Nicolas Roeg n’a pas inventé la scène, mais, alors que chez Walter Tevis, Tommy se "démaquillait" en secret, il lui confère une autre portée en lui donnant une spectatrice particulièrement sensible puisqu’amoureuse. Le personnage féminin a en effet subi, du livre au film, une modification radicale : la Betty assez vulgaire du roman (gouvernante alcoolique de quarante ans) s’est muée en une jeune beauté, qui deviendra, bien entendu, la maîtresse du héros. Amour (de Mary Lou) et amitié (de Bryce) auront ainsi éclairé la triste expérience humaine de Newton. Conservant les ellipses de Walter Tevis (entre la vente de la première bague et la visite à l’avocat, bien des mois ont passé), Nicolas Roeg reconstitue un temps filmique éclaté en micro-séances juxtaposées, dont la succession laisse la durée s’établir en une chronologie irrégulière. De même, le montage parallèle avec la vie du professeur Bryce décuple l’espace tout en accentuant encore le morcellement du temps de la narration. Il faut ajouter à cette structure originale, les inserts d’Anthéa qui sont d’une autre époque et d’un autre lieu.


 

Le langage subtil de Nicolas Roeg, jouant formellement sur le temps et l’espace, dépasse ainsi l’apparence naturaliste du récit, pour donner à la fable son essence de science-fiction. La bande sonore, en contrepoint, utilise un grand nombre de musiques agressivement disharmoniques, accompagnant de manière habituelle les événements les plus quotidiens de la vie.
C’est d’ailleurs une idée musicale (le disque dédié à son épouse) qui représente la seule note d’espoir d’un finale particulièrement désabusé. Arrêté comme "étranger" au moment où il va s’envoler vers Anthéa, dans une scène qui s’annonce spectaculaire (préparatifs de départ, foule, médias) avant d’être brusquement désamorcée (l’arrestation n’est pas montrée), Newton est soumis à une série de tests et interrogatoires curieux, dont le mystère et les incohérences traduisent les oppositions CIA-FBI.


 

Cette fin évoque alors tout à la fois Orange mécanique (les médecins retirant les mamelons postiches ou faisant sauter ses verres de contact), L’Année dernière à Marienbad, ou la fin de 2001 Odyssée de l’espace (l’enfilade des salons rococo), (2) et enfin la peinture hyperréaliste (la salle de ping-pong tapissée d’un papier représentant un sous-bois automnal avec des feuilles mortes sur le sol).
Transcendant le formalisme baroque, le film s’achève sur l’image ambiguë d’un Samson vaincu ou d’un Œdipe aveuglé, qui aurait accepté sa défaite, le surhomme se résignant à assumer la banalité bornée de la condition humaine.

René Prédal
Jeune Cinéma n°105, septembre-octobre 1977

1. Walter Tevis (1928-1984) ; The Man Who Fell to Earth New York, Gold Medal Books, 1963) ; L’Homme tombé du ciel, traduction de Nicole Tisserand, Paris, Denoël, Présence du futur n°171, 1973 ; réédition Paris, Gallimard, 2004.

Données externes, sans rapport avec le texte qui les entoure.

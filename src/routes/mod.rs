// ============================================================================
// Axum Routes Module
// ============================================================================
//
// Structure:
// - mod.rs: Router assembly and middleware
// - notifications.rs: POST /send
// - health.rs: Health check and metrics endpoints
//
// ============================================================================

mod health;
mod notifications;

use axum::{
    routing::{get, post},
    Router,
};
use std::sync::Arc;
use tower::ServiceBuilder;
use tower_http::trace::TraceLayer;

use crate::gateway::NotificationGateway;

pub use notifications::SUCCESS_MESSAGE;

/// Create the application router
pub fn create_router(gateway: Arc<NotificationGateway>) -> Router {
    Router::new()
        .route("/send", post(notifications::send_notification))
        .route("/health", get(health::health_check))
        .route("/metrics", get(health::metrics))
        .layer(
            ServiceBuilder::new()
                .layer(TraceLayer::new_for_http())
                .into_inner(),
        )
        .with_state(gateway)
}
// ============================================================================
// Publisher
// ============================================================================
//
// Narrow "publish and wait for the broker ack" capability. The gateway only
// sees this trait; `KafkaPublisher` backs it in production and
// `MemoryPublisher` backs it in tests.
//
// ============================================================================

use async_trait::async_trait;
use std::collections::hash_map::DefaultHasher;
use std::collections::HashMap;
use std::hash::{Hash, Hasher};
use std::sync::Mutex;

use crate::error::{AppError, AppResult};

/// Where the broker stored an acknowledged message
#[derive(Debug, Clone, Copy, PartialEq, Eq)]
pub struct PublishReceipt {
    pub partition: i32,
    pub offset: i64,
}

#[async_trait]
pub trait Publisher: Send + Sync {
    /// Publish one message and return once the broker has acknowledged it.
    ///
    /// Implementations must be safe to call concurrently and must not retry
    /// on behalf of the caller beyond their client's own transport retries.
    async fn publish(&self, topic: &str, key: &str, value: &[u8]) -> AppResult<PublishReceipt>;
}

/// A message accepted by `MemoryPublisher`
#[derive(Debug, Clone, PartialEq, Eq)]
pub struct PublishedRecord {
    pub topic: String,
    pub key: String,
    pub value: Vec<u8>,
    pub receipt: PublishReceipt,
}

#[derive(Default)]
struct MemoryState {
    records: Vec<PublishedRecord>,
    next_offsets: HashMap<(String, i32), i64>,
    attempts: usize,
    failure: Option<String>,
}

/// In-process publisher that keeps every message in memory.
///
/// Messages are routed to one of `partitions` partitions by key hash and get
/// per-partition increasing offsets, so same-key ordering can be observed.
pub struct MemoryPublisher {
    partitions: i32,
    state: Mutex<MemoryState>,
}

impl MemoryPublisher {
    pub fn new(partitions: i32) -> Self {
        Self {
            partitions: partitions.max(1),
            state: Mutex::new(MemoryState::default()),
        }
    }

    /// Make every subsequent publish fail with `reason`
    pub fn fail_with(&self, reason: impl Into<String>) {
        self.lock().failure = Some(reason.into());
    }

    /// Number of publish calls, successful or not
    pub fn attempts(&self) -> usize {
        self.lock().attempts
    }

    pub fn records(&self) -> Vec<PublishedRecord> {
        self.lock().records.clone()
    }

    fn partition_for(&self, key: &str) -> i32 {
        let mut hasher = DefaultHasher::new();
        key.hash(&mut hasher);
        (hasher.finish() % self.partitions as u64) as i32
    }

    fn lock(&self) -> std::sync::MutexGuard<'_, MemoryState> {
        // A poisoned lock only means another test thread panicked mid-publish.
        self.state.lock().unwrap_or_else(|e| e.into_inner())
    }
}

impl Default for MemoryPublisher {
    fn default() -> Self {
        Self::new(1)
    }
}

#[async_trait]
impl Publisher for MemoryPublisher {
    async fn publish(&self, topic: &str, key: &str, value: &[u8]) -> AppResult<PublishReceipt> {
        let partition = self.partition_for(key);
        let mut state = self.lock();
        state.attempts += 1;

        if let Some(reason) = &state.failure {
            return Err(AppError::publish(reason.clone()));
        }

        let next = state
            .next_offsets
            .entry((topic.to_string(), partition))
            .or_insert(0);
        let receipt = PublishReceipt {
            partition,
            offset: *next,
        };
        *next += 1;

        state.records.push(PublishedRecord {
            topic: topic.to_string(),
            key: key.to_string(),
            value: value.to_vec(),
            receipt,
        });

        Ok(receipt)
    }
}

2. Orange mécanique (A Clockwork Orange) de Stanley Kubrick (1971).
L’Année dernière à Marienbad de Alain Resnais (1961).
2001, l’Odyssée de l’espace (A Space Odyssey) de Stanley Kubrick (1968).


L’Homme qui venait d’ailleurs (The Man Who Fell to Earth). Réal : Nicolas Roeg ; sc : Paul Mayersberg ; mu : John Philipps & Stomu Yamashta ; ph : Anthony B. Richmond ; mont : Graeme Clifford. Int : David Bowie, Rip Torn, Candy Clark, Buck Henry, Bernie Casez (Grande-Bretagne, 1976, 139 mn).